Does the film mean to imply that the red tape is intensified in bureaucratic societies governed by communism?Probably not, although the implication looks inescapable from a noncommunist perspective. "Death of a Bureaucrat" was made in 1966, and may have been part of an official effort to criticize bureaucratic abuses and absurdities. The contradiction is reflected in a poster proclaiming "Death to Bureaucracy" seen prominently displayed in the office of the offending bureaucracy in the story.
But now? The same abuses and absurdities have surely become more ingrained and institutionalized. A friend who recently visited Cuba concluded that the most effective antidote to the red tape and poor services was bribery. He insisted that the Russians take it for granted, while Americans, preferring a rosy view of socialist reality, tend to inconvenience themselves by pretending that bribery doesn't exist. Joking about tendencies considered open to ridicule in 1966 might seem like a bad joke in 1979.
"Death of a Bureaucrat" seems a revealing relic in another way. It suggests that the talents of director Tomas Gutierrez Alea have gradually dried up. A remarkably discouraging evolution may be traced from this fitful but amusing social satire to the dogged but thoughtful character study of a bourgeois misfit, "Memories of Underdevelopment," made in 1968, and the turgid, dogmatic propaganda play "The Last Supper," made in 1976. The intuitive, playful sensibility that ripples through "Death of a Bureaucrat" never even threatens to surface in the ritualistic, humorless "Last Supper."
The complications in "Death of a Bureaucrat" stem from the death of an entrepreneur, a sculptor and inventor who succeeded in making a Rube Goldberg machine that mass-produced busts of national heroes or loved ones. As a gesture of affection, his co-workers bury his work card with him. Unfortunately, his widow discovers that she will need to present this very card in order to receive a state pension. What appears to be a mere technicality is soon transformed into an obstacle course of paperwork, divided authority and buck-passing encountered by the widow's nephew, who volunteers to handle the problem for her.
Eventually, only direct action will suffice: The nephew becomes a grave robber in order to retrieve the card. When circumstances prevent him from speedily returning the coffin to its grave, the young man becomes even more frantic than he was when struggling to get it out. Indeed, the frustrations he suffers trying to put uncle back in his plot in the state cemetery drive the poor boy around the bend.

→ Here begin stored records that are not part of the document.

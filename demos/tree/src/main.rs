//! Spawns a small task tree, prints the running-tree dump mid-flight, and
//! lets a close handler drain once every worker has finished.
//!
//! Run with `RUST_LOG=trace` to watch the lifecycle engine.

use std::thread::sleep;
use std::time::Duration;

fn main() {
    env_logger::init();

    taskctx::set("batch", String::from("demo-42")).wait();

    taskctx::run(|| {
        let flush = taskctx::close_handler(|| println!("close handler: flushing"));
        taskctx::add_close_handler(&flush);

        for worker in 0u64..3 {
            taskctx::run(move || {
                let batch = taskctx::get("batch").expect("inherited from the root");
                let batch = batch.downcast_ref::<String>().unwrap().clone();
                sleep(Duration::from_millis(50 + worker * 40));
                println!("worker {worker} done with {batch}");
            });
        }

        sleep(Duration::from_millis(30));
        println!("running tree:\n{}", taskctx::get_running());

        taskctx::wait().recv();
        println!("all workers finished");
    });

    taskctx::wait().recv();
    println!("tree closed");
}
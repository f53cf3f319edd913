//! A named-topic pub/sub primitive. Variable change notifications and the
//! lifecycle engine's completion events both travel through it.

use std::collections::HashMap;
use std::sync::atomic::{self, AtomicU64};
use std::sync::Mutex;
use std::time::Duration;

use crossbeam_channel::{bounded, unbounded, Receiver, Sender};

use crate::Value;

/// An event delivered to a [`Subscription`].
#[derive(Clone)]
pub struct Event {
    /// The topic the event was published on.
    pub topic: String,
    /// The payload supplied to [`Emitter::publish`].
    pub value: Value,
}

/// Delivery report for a single publish: how many subscriptions received
/// the event.
#[derive(Clone, Copy, Debug, Default, PartialEq, Eq)]
pub struct Delivery {
    pub receivers: usize,
}

/// Completion handle returned by [`Emitter::publish`]. Resolves once the
/// event has been handed to every live subscriber queue.
pub struct Done(Receiver<Delivery>);

impl Done {
    /// Block until the publish has been fully delivered.
    pub fn wait(&self) -> Delivery {
        self.0.recv().unwrap_or_default()
    }
}

struct Entry {
    id: u64,
    sender: Sender<Event>,
    once: bool,
}

/// A receive endpoint for one topic. Dropping it without unsubscribing is
/// fine; the emitter prunes dead endpoints on the next publish.
pub struct Subscription {
    topic: String,
    id: u64,
    receiver: Receiver<Event>,
}

impl Subscription {
    /// The topic this subscription listens on.
    pub fn topic(&self) -> &str {
        &self.topic
    }

    /// Block until the next event arrives. Returns `None` once the
    /// subscription can no longer receive anything.
    pub fn recv(&self) -> Option<Event> {
        self.receiver.recv().ok()
    }

    /// Like [`recv`](Self::recv) with an upper bound on the wait.
    pub fn recv_timeout(&self, timeout: Duration) -> Option<Event> {
        self.receiver.recv_timeout(timeout).ok()
    }

    /// Non-blocking receive.
    pub fn try_recv(&self) -> Option<Event> {
        self.receiver.try_recv().ok()
    }
}

/// A minimal topic-keyed event bus: a subscriber list behind a mutex, one
/// unbounded channel per subscription.
#[derive(Default)]
pub struct Emitter {
    topics: Mutex<HashMap<String, Vec<Entry>>>,
    next_id: AtomicU64,
}

impl Emitter {
    pub fn new() -> Emitter {
        Emitter::default()
    }

    /// Subscribe to `topic`. The endpoint stays live until unsubscribed or
    /// dropped.
    pub fn subscribe(&self, topic: &str) -> Subscription {
        self.add(topic, false)
    }

    /// Subscribe to `topic` for a single event. The endpoint is removed as
    /// soon as one event has been delivered to it.
    pub fn subscribe_once(&self, topic: &str) -> Subscription {
        self.add(topic, true)
    }

    fn add(&self, topic: &str, once: bool) -> Subscription {
        let id = self.next_id.fetch_add(1, atomic::Ordering::Relaxed);
        let (sender, receiver) = unbounded();
        self.topics
            .lock()
            .unwrap()
            .entry(topic.to_owned())
            .or_default()
            .push(Entry { id, sender, once });
        Subscription {
            topic: topic.to_owned(),
            id,
            receiver,
        }
    }

    /// Remove `sub` from its topic. A no-op if it was already removed.
    pub fn unsubscribe(&self, sub: &Subscription) {
        let mut topics = self.topics.lock().unwrap();
        if let Some(entries) = topics.get_mut(&sub.topic) {
            entries.retain(|e| e.id != sub.id);
            if entries.is_empty() {
                topics.remove(&sub.topic);
            }
        }
    }

    /// Publish `value` on `topic`. One-shot subscriptions are removed after
    /// delivery, endpoints whose receiver is gone are pruned.
    pub fn publish(&self, topic: &str, value: Value) -> Done {
        let mut receivers = 0;
        let mut topics = self.topics.lock().unwrap();
        if let Some(entries) = topics.get_mut(topic) {
            entries.retain(|e| {
                let delivered = e
                    .sender
                    .send(Event {
                        topic: topic.to_owned(),
                        value: value.clone(),
                    })
                    .is_ok();
                if delivered {
                    receivers += 1;
                }
                delivered && !e.once
            });
            if entries.is_empty() {
                topics.remove(topic);
            }
        }
        let (done_tx, done_rx) = bounded(1);
        let _ = done_tx.send(Delivery { receivers });
        Done(done_rx)
    }

    /// Deliver `value` to exactly `sub` and remove it, leaving every other
    /// subscription on the topic untouched.
    pub fn settle(&self, sub: &Subscription, value: Value) {
        let mut topics = self.topics.lock().unwrap();
        if let Some(entries) = topics.get_mut(&sub.topic) {
            if let Some(pos) = entries.iter().position(|e| e.id == sub.id) {
                let entry = entries.remove(pos);
                let _ = entry.sender.send(Event {
                    topic: sub.topic.clone(),
                    value,
                });
            }
            if entries.is_empty() {
                topics.remove(&sub.topic);
            }
        }
    }
}

#[cfg(test)]
mod tests {
    use std::sync::Arc;
    use std::time::Duration;

    use super::*;

    fn val(s: &str) -> Value {
        Arc::new(s.to_owned())
    }

    fn text(event: &Event) -> String {
        event.value.downcast_ref::<String>().cloned().unwrap()
    }

    #[test]
    fn publish_reaches_every_subscriber() {
        let em = Emitter::new();
        let a = em.subscribe("t");
        let b = em.subscribe("t");

        let delivery = em.publish("t", val("x")).wait();
        assert_eq!(delivery.receivers, 2);
        assert_eq!(text(&a.recv().unwrap()), "x");
        assert_eq!(text(&b.recv().unwrap()), "x");
    }

    #[test]
    fn topics_are_independent() {
        let em = Emitter::new();
        let a = em.subscribe("a");
        em.publish("b", val("x"));
        assert!(a.try_recv().is_none());
    }

    #[test]
    fn once_subscription_is_removed_after_first_event() {
        let em = Emitter::new();
        let sub = em.subscribe_once("t");

        assert_eq!(em.publish("t", val("first")).wait().receivers, 1);
        assert_eq!(em.publish("t", val("second")).wait().receivers, 0);
        assert_eq!(text(&sub.recv().unwrap()), "first");
        // The channel is disconnected once the emitter let go of it.
        assert!(sub.recv().is_none());
    }

    #[test]
    fn unsubscribe_stops_delivery() {
        let em = Emitter::new();
        let sub = em.subscribe("t");
        em.unsubscribe(&sub);
        assert_eq!(em.publish("t", val("x")).wait().receivers, 0);
    }

    #[test]
    fn dropped_endpoints_are_pruned() {
        let em = Emitter::new();
        drop(em.subscribe("t"));
        let live = em.subscribe("t");
        assert_eq!(em.publish("t", val("x")).wait().receivers, 1);
        assert_eq!(text(&live.recv().unwrap()), "x");
    }

    #[test]
    fn settle_hits_only_the_given_subscription() {
        let em = Emitter::new();
        let waiting = em.subscribe_once("t");
        let other = em.subscribe_once("t");

        em.settle(&waiting, val("done"));
        assert_eq!(text(&waiting.recv().unwrap()), "done");
        assert!(other.recv_timeout(Duration::from_millis(20)).is_none());

        // The settled endpoint no longer counts as a receiver.
        assert_eq!(em.publish("t", val("x")).wait().receivers, 1);
    }
}
// SPDX-FileCopyrightText: 2025 Caspar Water Company
//
// SPDX-License-Identifier: Apache-2.0

use crate::common::{Backends, Resolved};
use crate::events::CopyEvent;
use anyhow::Result;
use filer::path::{basename, join, relative};
use filer::{Error, WriteMode, walk};
use futures::StreamExt;

#[derive(Clone, Copy, Debug, Default)]
pub struct CopyOptions {
    pub recursive: bool,
    pub overwrite: bool,
}

/// One copy between two resolved locations
struct Copier<'a, F> {
    source: &'a Resolved,
    target: &'a Resolved,
    options: CopyOptions,
    handler: F,
}

impl<F> Copier<'_, F>
where
    F: FnMut(CopyEvent),
{
    fn write_mode(&self) -> WriteMode {
        if self.options.overwrite {
            WriteMode::CREATE_PARENT_DIRECTORIES | WriteMode::OVERWRITE_IF_EXISTS
        } else {
            WriteMode::CREATE_PARENT_DIRECTORIES
        }
    }

    async fn copy_file(&mut self, source_path: &str, target_path: &str) -> Result<()> {
        let reader = self.source.filer.read(source_path).await?;
        let source_display = self.source.display(source_path);
        let target_display = self.target.display(target_path);

        match self
            .target
            .filer
            .write(target_path, reader, self.write_mode())
            .await
        {
            Ok(()) => {
                log::debug!("copied {} to {}", source_display, target_display);
                (self.handler)(CopyEvent::copied(source_display, target_display));
                Ok(())
            }
            Err(err) if err.is_already_exists() && !self.options.overwrite => {
                log::info!("skipping {}: {} exists", source_display, target_display);
                (self.handler)(CopyEvent::skipped(source_display, target_display));
                Ok(())
            }
            Err(err) => Err(err.into()),
        }
    }

    async fn copy_tree(&mut self, source_dir: &str, target_dir: &str) -> Result<()> {
        let source = self.source;
        let entries = walk(source.filer.as_ref(), source_dir);
        futures::pin_mut!(entries);

        while let Some(entry) = entries.next().await {
            let info = entry.info?;
            let rel = relative(source_dir, &entry.path)
                .ok_or_else(|| Error::path_escapes_root(&entry.path))?;
            let target_path = if rel == "." {
                target_dir.to_string()
            } else {
                join(target_dir, &rel)
            };

            if info.is_dir {
                log::debug!("mkdir {}", self.target.display(&target_path));
                self.target.filer.mkdir(&target_path).await?;
            } else {
                self.copy_file(&entry.path, &target_path).await?;
            }
        }
        Ok(())
    }
}

/// Copy `source` to `target`, reporting each file to `handler`.
///
/// At least one side must name a scheme. A directory source needs
/// `recursive`; a file copied onto an existing directory, or onto a target
/// ending in `/`, lands inside it under its own name. Without `overwrite`,
/// files that already exist are skipped rather than failing the copy.
pub async fn cp_command<F>(
    backends: &Backends,
    source: &str,
    target: &str,
    options: CopyOptions,
    handler: F,
) -> Result<()>
where
    F: FnMut(CopyEvent),
{
    let source_resolved = backends.filer_for_path(source)?;
    let target_resolved = backends.filer_for_path(target)?;
    if source_resolved.scheme.is_none() && target_resolved.scheme.is_none() {
        return Err(Error::MissingScheme(source.to_string()).into());
    }

    log::debug!("cp {} {} {:?}", source, target, options);
    let source_info = source_resolved.filer.stat(&source_resolved.path).await?;

    let mut copier = Copier {
        source: &source_resolved,
        target: &target_resolved,
        options,
        handler,
    };

    if source_info.is_dir {
        if !options.recursive {
            return Err(Error::DirectoryWithoutRecursive(source_resolved.path.clone()).into());
        }
        return copier
            .copy_tree(&source_resolved.path, &target_resolved.path)
            .await;
    }

    let target_path = &target_resolved.path;
    let into_directory = target_path.ends_with('/')
        || target_resolved
            .filer
            .stat(target_path)
            .await
            .is_ok_and(|info| info.is_dir);

    if into_directory {
        let name = basename(&source_resolved.path)
            .ok_or_else(|| Error::not_a_file(&source_resolved.path))?;
        copier
            .copy_file(&source_resolved.path, &join(target_path, &name))
            .await
    } else {
        copier.copy_file(&source_resolved.path, target_path).await
    }
}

Alea is at his most effective when observing comic behavior with a dry incidental humor reminiscent of the better Czech movies of the '60s. For example, there's a neat bit of business involving a supervisor in a vast government office who doles out sheets of toilet paper to an anxious subordinate, who hurries off as soon as he gets the number he's presumably entitled to. There's also a distinctive humorous tone to the way the aunt, played by Silvia Planas, tries to urge the nephew, Salvador Wood, to curry favor with his boss: "I know that pull is a thing of the past, but a friend is a friend." That's eloquent comedy dialogue, and it's reinforced by Gaspar de Santelices' robust caricature of the boss, a functionary fat-cat.
Alea is less successful at staging elaborate slapstick climaxes in affectionate imitation of the silent comedies, notably the anarchic two-reelers of Laurel and Hardy. He may also be detected stealing the best-known gag from the American film "Cat Ballou," which came out in 1965.
At best a mild diversion and retrospectively interesting curio, "Death of a Bureaucraft" is rather too marginal to justify a special effort, but it's more accessible and rewarding than most of the Cuban features that have reached this country. The comic exaggeration barely conceals the widespread, commonplace nature of the young hero's frustration with bureaucratic confusion and irresponsibility. The denouncement also implies that the situation can only get worse. One suspects that the worsening tendencies have gone so far that an update of "Death of a Bureaucrat" would probably be unthinkable, and Alea might be the last filmmaker to think of it. CAPTION: Picture, Salvador Wood and Silvia Plabas in "Death of a Bureaucrat"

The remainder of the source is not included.